El retroceso democrático del país es brutal. En unos cuantos años hemos retrocedido décadas. Caminamos al voto con las instituciones electorales más débiles de la historia democrática. La presidencia viola la ley a su antojo para apoyar a su heredera. Los medios le hacen vacío a la oposición. Los empresarios se trepan al camión oficialista haciendo cálculo de las ventajas que les ofrece el vasallaje. Los derrotados se humillan para aparecer en la foto. Los intelectuales ofrecen razones para distanciarse del gobierno agonizante al tiempo que brincan a elogiar a quien sí hará realidad el gran proyecto traicionado. El mensaje del poder en su renovación, más que triunfal, es soberbio: la historia les pertenece. Como bien se dice en el libro que ha coordinado Ricardo Becerra y que acaba de publicar Grano de sal, “el daño está hecho.”

En efecto: el daño está hecho. La destrucción institucional de estos cinco años no tiene precedente. Con tenacidad se ha ido desbaratando el edificio pluralista que se fue construyendo durante años. La concentración del poder nos regresa a tiempos que imaginábamos superados. El congreso actúa como sello de la voluntad del ejecutivo sin respetar siquiera sus propias reglas. Toda autonomía que afirma su competencia recibe la invectiva furiosa del poder presidencial. A las instituciones que cumplen con su deber se les mutila, se les estrangula, se les hostiga, se les desdeña. Y el crimen que gobierna tantas regiones del país cancela la libertad para elegir. 

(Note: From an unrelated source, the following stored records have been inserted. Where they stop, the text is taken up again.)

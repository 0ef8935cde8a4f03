//! MIME type detection from file extensions.

/// Guess MIME type from a file path extension.
pub fn mime_from_path(path: &str) -> Option<String> {
    let name = path.rsplit('/').next()?;
    let (_, ext) = name.rsplit_once('.')?;
    let mime = match ext.to_lowercase().as_str() {
        "txt" => "text/plain",
        "html" | "htm" => "text/html",
        "css" => "text/css",
        "js" => "application/javascript",
        "json" => "application/json",
        "xml" => "application/xml",
        "pdf" => "application/pdf",
        "zip" => "application/zip",
        "gz" | "gzip" => "application/gzip",
        "png" => "image/png",
        "jpg" | "jpeg" => "image/jpeg",
        "gif" => "image/gif",
        "svg" => "image/svg+xml",
        "webp" => "image/webp",
        "mp4" => "video/mp4",
        "mp3" => "audio/mpeg",
        "csv" => "text/csv",
        "doc" => "application/msword",
        "docx" => "application/vnd.openxmlformats-officedocument.wordprocessingml.document",
        "xls" => "application/vnd.ms-excel",
        "xlsx" => "application/vnd.openxmlformats-officedocument.spreadsheetml.sheet",
        _ => return None,
    };
    Some(mime.to_string())
}

#[cfg(test)]
mod tests {
    use super::*;

    #[test]
    fn test_mime_detection() {
        assert_eq!(mime_from_path("file.pdf"), Some("application/pdf".into()));
        assert_eq!(mime_from_path("img.PNG"), Some("image/png".into()));
        assert_eq!(mime_from_path("v1.0/noext"), None);
        assert_eq!(mime_from_path("noext"), None);
    }
}
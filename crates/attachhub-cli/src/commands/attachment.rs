//! Attachment inspection commands.

use clap::{Args, Subcommand};
use serde::Serialize;
use tabled::Tabled;
use futures::StreamExt;
use tokio::io::{AsyncWrite, AsyncWriteExt};

use attachhub_core::config::AppConfig;
use attachhub_core::result::AppResult;
use attachhub_core::traits::storage::ByteStream;
use attachhub_core::types::id::AttachmentId;
use attachhub_entity::attachment::AttachmentVersion;
use attachhub_storage::display_file_path;

use crate::output::{self, OutputFormat};

/// Arguments for attachment commands
#[derive(Debug, Args)]
pub struct AttachmentArgs {
    /// Attachment subcommand
    #[command(subcommand)]
    pub command: AttachmentCommand,
}

/// Attachment subcommands
#[derive(Debug, Subcommand)]
pub enum AttachmentCommand {
    /// List every version of an attachment
    Versions {
        /// Attachment ID
        #[arg(long)]
        id: i64,
    },
    /// Write attachment content to stdout
    Cat {
        /// Attachment ID
        #[arg(long)]
        id: i64,
        /// Version to read (defaults to the current one)
        #[arg(short, long)]
        version: Option<i32>,
    },
}

/// Attachment version display row
#[derive(Debug, Serialize, Tabled)]
struct VersionRow {
    /// Version
    version: i32,
    /// Section ID
    section_id: i64,
    /// Path
    file_path: String,
    /// Original file name
    file_name: String,
    /// MIME type
    file_type: String,
    /// Size in bytes
    file_size: i64,
    /// Storage key
    file_location: String,
    /// Created at
    created_at: String,
}

impl From<&AttachmentVersion> for VersionRow {
    fn from(v: &AttachmentVersion) -> Self {
        Self {
            version: v.version,
            section_id: v.section_id.get(),
            file_path: display_file_path(&v.file_path),
            file_name: v.file_name.clone(),
            file_type: output::or_dash(v.file_type.as_deref()),
            file_size: v.file_size,
            file_location: v.file_location.clone(),
            created_at: v.created_at.format("%Y-%m-%d %H:%M").to_string(),
        }
    }
}

/// Execute attachment commands
pub async fn execute(
    args: &AttachmentArgs,
    config: &AppConfig,
    format: OutputFormat,
) -> AppResult<()> {
    let services = super::services(config).await?;

    match &args.command {
        AttachmentCommand::Versions { id } => {
            let rows: Vec<VersionRow> = services
                .attachments
                .versions(AttachmentId::new(*id))
                .await?
                .iter()
                .map(VersionRow::from)
                .collect();
            output::print_list(&rows, format);
        }
        AttachmentCommand::Cat { id, version } => {
            let id = AttachmentId::new(*id);
            let stream = match version {
                Some(n) => {
                    let v = services.attachments.version_at(id, *n).await?;
                    services.attachments.open_content(&v).await?
                }
                None => {
                    let current = services.attachments.find(id).await?;
                    services.attachments.open_content(&current).await?
                }
            };

            copy_stream(stream, &mut tokio::io::stdout()).await?;
        }
    }

    Ok(())
}

/// Write every chunk of `stream` to `out`. Returns the number of bytes
/// written.
async fn copy_stream<W>(mut stream: ByteStream, out: &mut W) -> AppResult<u64>
where
    W: AsyncWrite + Unpin,
{
    let mut written = 0u64;
    while let Some(chunk) = stream.next().await {
        let chunk = chunk?;
        out.write_all(&chunk).await?;
        written += chunk.len() as u64;
    }
    out.flush().await?;
    Ok(written)
}

#[cfg(test)]
mod tests {
    use bytes::Bytes;

    use super::*;

    #[tokio::test]
    async fn test_copy_stream_writes_every_chunk() {
        let chunks: Vec<Result<Bytes, std::io::Error>> =
            vec![Ok(Bytes::from("hello ")), Ok(Bytes::from("world"))];
        let stream: ByteStream = Box::pin(futures::stream::iter(chunks));

        let mut out = Vec::new();
        let written = copy_stream(stream, &mut out).await.unwrap();

        assert_eq!(written, 11);
        assert_eq!(out, b"hello world");
    }

    #[tokio::test]
    async fn test_copy_stream_stops_on_read_error() {
        let chunks: Vec<Result<Bytes, std::io::Error>> = vec![
            Ok(Bytes::from("partial")),
            Err(std::io::Error::other("disk gone")),
            Ok(Bytes::from("never")),
        ];
        let stream: ByteStream = Box::pin(futures::stream::iter(chunks));

        let mut out = Vec::new();
        assert!(copy_stream(stream, &mut out).await.is_err());
        assert_eq!(out, b"partial");
    }
}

La candidata del oficialismo ofrece persistir en la ruta del rencoroso. Otro piso para la misma vereda. Ese es el horizonte de su ambición histórica. Solo alcanzo a ver un par de añadidos en su discurso: las energías renovables y una palabra que no le he escuchado jamás al presidente: machismo. Todo lo demás es molido del mismo molcajete. En lo único en lo que la heredera se aparta del viejo ritual del priismo es que en aquella hegemonía el relevo buscaba la oxigenación de la política. Desde el instante del destape se trazaba una pista de cambio. A diferencia de la destapada de hoy, el destapado de antes hacía homenaje al presidente que tuvo a bien heredarle el poder, deslizando de inmediato un reparo. Podía ser tímido o ambiguo, pero había una pista de que los acentos serían distintos en el futuro. Se elogiaba al patriota de la gran visión, pero se dejaba ver una discrepancia que anunciaba un cambio. Sheinbaum no ha hecho más que repetir las fórmulas del caudillo. Su discurso es un listado de frases ajenas. Su imaginación, por lo menos lo que hasta el momento deja ver de ella, está secuestrada por la fraseología del patriarca.

Alimentada en los enconos de su ídolo, Sheinbaum ofrece obstinación. Es cierto que ha pronunciado la palabra diálogo, pero es evidente que no entiende la política como conversación, como el acuerdo que se abre camino en la discrepancia, como aceptación de una diversidad virtuosa. Todo lo contrario. En su discurso reciente en el Monumento a la Revolución expuso sus impecables credenciales antipluralistas: la democracia le pertenece a su movimiento. No es el edificio que levantan fuerzas en oposición, sino patrimonio de un movimiento que es dueño de una legitimidad que no puede compartirse. De ahí que persista en el sabio humanismo de la demolición. Devastar todos los contrapesos que quedan para que la presidencia reine sin fastidios. Su gestión en la capital, sus discursos y sus nombramientos son elocuentes. Sheinbaum es tan enemiga del diálogo y de la arquitectura de los equilibrios como lo ha sido su héroe. La científica no tolera la refutación. Por eso acompaña al presidente en esa rabia destructiva que quiere arrasar los organismos autónomos y anular a la Corte como tribunal independiente. 

Sheinbaum ofrece consolidar el autoritarismo con un ábaco. No trazaría el itinerario de un tren sobre las rodillas, pero mandaría con la misma cerrazón y con tanta arrogancia como la que impera bajo el lopezobradorismo. Si el presidencialismo autocrático de López Obrador ha sido impulso, capricho, arranque voluntarista, el presidencialismo de Sheinbaum sería igualmente centralista y arbitrario, pero sabría hacer sumas.